─── Data for processing

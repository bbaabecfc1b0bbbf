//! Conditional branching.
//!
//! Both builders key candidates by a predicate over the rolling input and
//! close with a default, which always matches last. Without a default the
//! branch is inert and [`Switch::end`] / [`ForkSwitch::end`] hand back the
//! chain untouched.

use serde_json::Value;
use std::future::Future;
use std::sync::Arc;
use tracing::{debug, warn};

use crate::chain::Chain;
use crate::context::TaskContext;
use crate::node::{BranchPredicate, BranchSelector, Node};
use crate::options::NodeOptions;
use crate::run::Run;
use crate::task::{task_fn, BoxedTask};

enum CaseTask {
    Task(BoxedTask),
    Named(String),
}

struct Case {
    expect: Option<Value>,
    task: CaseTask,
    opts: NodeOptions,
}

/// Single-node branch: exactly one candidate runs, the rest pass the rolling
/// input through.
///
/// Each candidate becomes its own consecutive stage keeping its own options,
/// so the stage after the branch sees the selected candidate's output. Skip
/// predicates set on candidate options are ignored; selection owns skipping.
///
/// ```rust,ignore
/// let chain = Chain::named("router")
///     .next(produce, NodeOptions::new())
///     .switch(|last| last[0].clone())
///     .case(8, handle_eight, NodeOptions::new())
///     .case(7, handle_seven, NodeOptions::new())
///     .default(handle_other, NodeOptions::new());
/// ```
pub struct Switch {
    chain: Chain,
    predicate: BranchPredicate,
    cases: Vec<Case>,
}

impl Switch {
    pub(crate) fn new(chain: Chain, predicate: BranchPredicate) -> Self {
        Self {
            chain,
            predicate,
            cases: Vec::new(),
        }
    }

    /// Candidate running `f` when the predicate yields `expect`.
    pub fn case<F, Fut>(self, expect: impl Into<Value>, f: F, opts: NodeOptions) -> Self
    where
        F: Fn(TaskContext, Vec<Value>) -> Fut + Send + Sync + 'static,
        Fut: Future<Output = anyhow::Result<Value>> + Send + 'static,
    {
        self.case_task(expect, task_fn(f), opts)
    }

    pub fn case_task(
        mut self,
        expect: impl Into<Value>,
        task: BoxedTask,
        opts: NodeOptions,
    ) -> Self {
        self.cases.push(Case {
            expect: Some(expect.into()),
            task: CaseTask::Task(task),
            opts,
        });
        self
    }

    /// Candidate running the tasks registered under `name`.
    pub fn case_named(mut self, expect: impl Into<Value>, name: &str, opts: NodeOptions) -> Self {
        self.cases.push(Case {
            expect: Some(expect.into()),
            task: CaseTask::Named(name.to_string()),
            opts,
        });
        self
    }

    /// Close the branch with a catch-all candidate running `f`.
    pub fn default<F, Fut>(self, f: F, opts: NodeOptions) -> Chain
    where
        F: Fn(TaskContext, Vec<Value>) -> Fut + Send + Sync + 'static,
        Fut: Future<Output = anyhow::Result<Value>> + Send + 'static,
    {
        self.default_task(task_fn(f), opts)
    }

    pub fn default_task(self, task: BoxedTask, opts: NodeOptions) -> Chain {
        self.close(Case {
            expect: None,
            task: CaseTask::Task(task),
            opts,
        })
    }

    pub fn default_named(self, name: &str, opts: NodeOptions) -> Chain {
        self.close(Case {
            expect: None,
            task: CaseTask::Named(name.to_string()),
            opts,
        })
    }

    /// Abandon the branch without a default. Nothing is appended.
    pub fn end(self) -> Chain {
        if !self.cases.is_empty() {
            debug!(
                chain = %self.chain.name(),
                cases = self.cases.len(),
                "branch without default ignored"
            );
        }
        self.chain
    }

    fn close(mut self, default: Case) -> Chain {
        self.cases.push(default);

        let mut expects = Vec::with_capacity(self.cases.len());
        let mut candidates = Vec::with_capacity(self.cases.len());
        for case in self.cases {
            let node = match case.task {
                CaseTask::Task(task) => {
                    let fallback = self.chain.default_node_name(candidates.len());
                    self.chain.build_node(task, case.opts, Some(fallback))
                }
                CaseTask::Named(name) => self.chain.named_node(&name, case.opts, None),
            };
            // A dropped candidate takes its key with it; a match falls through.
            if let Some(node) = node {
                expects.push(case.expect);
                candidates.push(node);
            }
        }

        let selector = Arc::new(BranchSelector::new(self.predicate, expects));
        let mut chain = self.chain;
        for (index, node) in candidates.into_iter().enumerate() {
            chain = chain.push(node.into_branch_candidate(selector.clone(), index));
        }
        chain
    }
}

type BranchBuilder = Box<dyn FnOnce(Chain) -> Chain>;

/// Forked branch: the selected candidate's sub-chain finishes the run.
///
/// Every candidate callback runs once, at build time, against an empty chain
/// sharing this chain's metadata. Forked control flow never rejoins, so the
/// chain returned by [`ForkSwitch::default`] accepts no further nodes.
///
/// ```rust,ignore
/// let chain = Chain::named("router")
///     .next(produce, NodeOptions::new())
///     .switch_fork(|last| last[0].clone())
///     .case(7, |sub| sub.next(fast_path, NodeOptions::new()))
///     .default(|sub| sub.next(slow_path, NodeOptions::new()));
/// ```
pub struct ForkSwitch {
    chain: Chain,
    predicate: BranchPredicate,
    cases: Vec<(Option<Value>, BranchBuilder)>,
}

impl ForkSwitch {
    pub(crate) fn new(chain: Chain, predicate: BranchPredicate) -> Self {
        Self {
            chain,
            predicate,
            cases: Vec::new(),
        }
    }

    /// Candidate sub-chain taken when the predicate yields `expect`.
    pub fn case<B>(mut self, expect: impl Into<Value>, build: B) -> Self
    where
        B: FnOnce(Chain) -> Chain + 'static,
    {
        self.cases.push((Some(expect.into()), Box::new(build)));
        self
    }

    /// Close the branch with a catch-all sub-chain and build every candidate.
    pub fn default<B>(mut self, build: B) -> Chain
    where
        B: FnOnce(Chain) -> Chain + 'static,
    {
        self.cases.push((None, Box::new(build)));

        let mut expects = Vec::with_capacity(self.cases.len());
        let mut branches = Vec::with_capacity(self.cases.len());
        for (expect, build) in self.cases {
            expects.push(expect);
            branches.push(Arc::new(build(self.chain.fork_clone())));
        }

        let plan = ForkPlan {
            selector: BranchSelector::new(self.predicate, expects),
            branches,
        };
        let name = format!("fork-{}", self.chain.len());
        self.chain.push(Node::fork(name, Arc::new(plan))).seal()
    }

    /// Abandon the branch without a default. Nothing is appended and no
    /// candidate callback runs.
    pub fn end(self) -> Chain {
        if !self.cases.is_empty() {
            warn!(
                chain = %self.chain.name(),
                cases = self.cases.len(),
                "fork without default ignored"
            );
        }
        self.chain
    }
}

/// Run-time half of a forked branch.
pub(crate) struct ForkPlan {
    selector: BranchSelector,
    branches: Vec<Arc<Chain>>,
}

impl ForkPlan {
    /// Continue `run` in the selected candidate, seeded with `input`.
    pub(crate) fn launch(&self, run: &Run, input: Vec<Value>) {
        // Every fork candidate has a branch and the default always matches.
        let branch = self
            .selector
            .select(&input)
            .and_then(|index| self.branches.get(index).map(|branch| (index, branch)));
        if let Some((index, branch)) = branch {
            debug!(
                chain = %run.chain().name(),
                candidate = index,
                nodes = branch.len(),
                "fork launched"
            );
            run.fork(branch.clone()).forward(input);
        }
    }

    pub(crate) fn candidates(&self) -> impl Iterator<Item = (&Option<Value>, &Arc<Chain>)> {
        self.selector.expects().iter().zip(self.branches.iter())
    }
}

──────

What to work on
Copy each line above containing the string "runs".

Result
/// Single-node branch: exactly one candidate runs, the rest pass the rolling
/// Every candidate callback runs once, at build time, against an empty chain
    /// candidate callback runs.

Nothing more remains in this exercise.